Work instruction: Copy each line containing "extend" from the listing below.

========================

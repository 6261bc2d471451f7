//! Plain-text output for the query commands.

use std::path::Path;

use chrono::{Datelike, NaiveDate};
use esched_core::overview::CohortBudget;
use esched_core::{
    ConfigSource, DayEntry, FileConfig, MonthOverview, MonthView, ProposalReport, YearMonth,
};

const WEEKDAY_HEADER: [&str; 7] = ["Su", "Mo", "Tu", "We", "Th", "Fr", "Sa"];
const BLACKOUT_MARK: char = '#';
const SCHEDULED_MARK: char = '*';

fn finish(lines: Vec<String>) -> String {
    let mut out = lines.join("\n");
    out.push('\n');
    out
}

fn name_width<'a>(names: impl Iterator<Item = &'a str>) -> usize {
    names.map(str::len).max().unwrap_or(0)
}

fn format_date(date: NaiveDate) -> String {
    date.format("%Y-%m-%d (%a)").to_string()
}

pub fn dates(dates: &[NaiveDate]) -> String {
    finish(
        dates
            .iter()
            .map(|date| format!("  {}", format_date(*date)))
            .collect(),
    )
}

pub fn budgets(month: YearMonth, budgets: &[CohortBudget]) -> String {
    if budgets.is_empty() {
        return format!("No cohorts defined for {month}.\n");
    }
    let width = name_width(budgets.iter().map(|budget| budget.name.as_str()));
    let mut lines = vec![format!("Remaining hours for {month}:")];
    lines.extend(budgets.iter().map(|budget| {
        format!(
            "  {:<width$}  {:>6.1} of {} h",
            budget.name, budget.remaining_hours, budget.monthly_hours
        )
    }));
    finish(lines)
}

pub fn proposal(title: &str, report: &ProposalReport) -> String {
    let width = name_width(report.limits.iter().map(|limit| limit.name.as_str()));
    let mut lines = vec![format!(
        "'{title}' needs {:.1} h in {}:",
        report.total_hours, report.month
    )];
    for limit in &report.limits {
        let status = if limit.over_limit {
            "over limit".to_string()
        } else {
            format!("{:.1} h after booking", limit.available_hours)
        };
        lines.push(format!(
            "  {:<width$}  {:>6.1} h left, {status}",
            limit.name, limit.remaining_hours
        ));
    }

    if report.is_over_limit() {
        if report.suggestions.is_empty() {
            lines.push("No alternative start dates found.".to_string());
        } else {
            lines.push("Suggested start dates:".to_string());
            lines.extend(
                report
                    .suggestions
                    .iter()
                    .map(|date| format!("  {}", format_date(*date))),
            );
        }
    }
    finish(lines)
}

pub fn overview(month: YearMonth, overview: &MonthOverview) -> String {
    let mut lines = vec![format!("Overview for {month}")];

    if overview.schedules.is_empty() {
        lines.push("No schedules this month.".to_string());
    } else {
        lines.push("Schedules:".to_string());
        for schedule in &overview.schedules {
            lines.push(format!(
                "  {} [{}]",
                schedule.title,
                schedule.cohorts.join(", ")
            ));
            lines.extend(schedule.sessions.iter().map(|session| {
                format!("    {}  {}", format_date(session.date()), session.window())
            }));
        }
    }

    let width = name_width(overview.budgets.iter().map(|budget| budget.name.as_str()));
    lines.push("Budgets:".to_string());
    lines.extend(overview.budgets.iter().map(|budget| {
        format!(
            "  {:<width$}  {:>6.1} used, {:>6.1} left of {} h",
            budget.name, budget.used_hours, budget.remaining_hours, budget.monthly_hours
        )
    }));
    finish(lines)
}

pub fn day(date: NaiveDate, blackout: bool, entries: &[DayEntry]) -> String {
    let mut heading = format_date(date);
    if blackout {
        heading.push_str(" [blackout]");
    }
    let mut lines = vec![heading];
    if entries.is_empty() {
        lines.push("  Nothing scheduled.".to_string());
    }
    lines.extend(entries.iter().map(|entry| {
        format!(
            "  {}  {} [{}]",
            entry.window,
            entry.title,
            entry.cohorts.join(", ")
        )
    }));
    finish(lines)
}

/// Sunday-first grid; `#` marks blackouts and `*` days with sessions.
pub fn month_grid(view: &MonthView) -> String {
    let mut lines = vec![
        view.month.clone(),
        WEEKDAY_HEADER
            .iter()
            .map(|name| format!("{name:>3} "))
            .collect::<String>()
            .trim_end()
            .to_string(),
    ];

    let mut row = "    ".repeat(view.leading_blanks as usize);
    let mut filled = view.leading_blanks;
    for cell in &view.days {
        let mark = if cell.blackout {
            BLACKOUT_MARK
        } else if !cell.colors.is_empty() {
            SCHEDULED_MARK
        } else {
            ' '
        };
        row.push_str(&format!("{:>3}{mark}", cell.date.day()));
        filled += 1;
        if filled % 7 == 0 {
            lines.push(row.trim_end().to_string());
            row.clear();
        }
    }
    if !row.is_empty() {
        lines.push(row.trim_end().to_string());
    }
    lines.push(format!("{BLACKOUT_MARK} blackout  {SCHEDULED_MARK} scheduled"));
    finish(lines)
}

pub fn config(path: &Path, source: ConfigSource, config: &FileConfig) -> Result<String, String> {
    let origin = match source {
        ConfigSource::File => format!("# loaded from {}", path.display()),
        ConfigSource::Default => format!("# defaults ({} not found)", path.display()),
    };
    let body = toml::to_string_pretty(config)
        .map_err(|err| format!("Failed to render configuration: {err}"))?;
    Ok(format!("{origin}\n{body}"))
}
use std::fs;
use std::path::Path;

use clap::Parser;
use esched_cli::check_proposal;
use esched_cli::cli_args::{CheckArgs, Cli, Command};
use esched_core::FileConfig;
use tempfile::tempdir;

// `check` against a plan written to disk, with configuration passed in so the
// user's own config.toml never leaks into the result.

const PLAN: &str = r#"
[[cohorts]]
name = "Platform"
monthly_hours = 40

[[cohorts]]
name = "Support"
monthly_hours = 8

[[schedules]]
title = "Onboarding"
cohorts = ["Support"]
sessions = [{ date = "2026-10-01" }]
"#;

fn write_plan(dir: &Path) -> String {
    let path = dir.join("plan.toml");
    fs::write(&path, PLAN).expect("write plan");
    path.display().to_string()
}

fn check_args(plan: &str, cohort: &str, session: &str) -> CheckArgs {
    let cli = Cli::try_parse_from([
        "esched", "check", "--plan", plan, "--title", "Workshop", "--cohort", cohort,
        "--session", session,
    ])
    .expect("arguments should parse");
    match cli.command {
        Command::Check(args) => args,
        other => panic!("expected check command, got {other:?}"),
    }
}

#[test]
fn test_check_accepts_a_proposal_within_budget() {
    let dir = tempdir().unwrap();
    let plan = write_plan(dir.path());

    let args = check_args(&plan, "platform", "2026-10-05");
    assert_eq!(check_proposal(&args, &FileConfig::default(), false), Ok(()));
}

#[test]
fn test_check_rejects_a_cohort_over_its_monthly_hours() {
    let dir = tempdir().unwrap();
    let plan = write_plan(dir.path());

    // Onboarding already used all eight Support hours in October.
    let args = check_args(&plan, "Support", "2026-10-06@09:00-10:00");
    let err = check_proposal(&args, &FileConfig::default(), true).unwrap_err();
    assert!(err.contains("Support"), "unexpected error: {err}");
    assert!(err.contains("Workshop"), "unexpected error: {err}");
}

#[test]
fn test_check_refuses_a_weekend_session() {
    let dir = tempdir().unwrap();
    let plan = write_plan(dir.path());

    let args = check_args(&plan, "Platform", "2026-10-17");
    let err = check_proposal(&args, &FileConfig::default(), false).unwrap_err();
    assert_eq!(err, "session on 2026-10-17 falls on a blackout date");
}

#[test]
fn test_check_sees_the_quarter_end_freeze_of_the_session_year() {
    let dir = tempdir().unwrap();
    let plan = write_plan(dir.path());
    let mut config = FileConfig::default();
    config.blackouts.quarter_end_blackouts = true;

    // Monday 2027-03-22 sits inside the Q1 2027 freeze.
    let args = check_args(&plan, "Platform", "2027-03-22");
    let err = check_proposal(&args, &config, false).unwrap_err();
    assert!(err.contains("2027-03-22"), "unexpected error: {err}");

    let args = check_args(&plan, "Platform", "2027-03-15");
    assert_eq!(check_proposal(&args, &config, false), Ok(()));
}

========================

The answer:
    lines.extend(budgets.iter().map(|budget| {
            lines.extend(
            lines.extend(schedule.sessions.iter().map(|session| {
    lines.extend(overview.budgets.iter().map(|budget| {
    lines.extend(entries.iter().map(|entry| {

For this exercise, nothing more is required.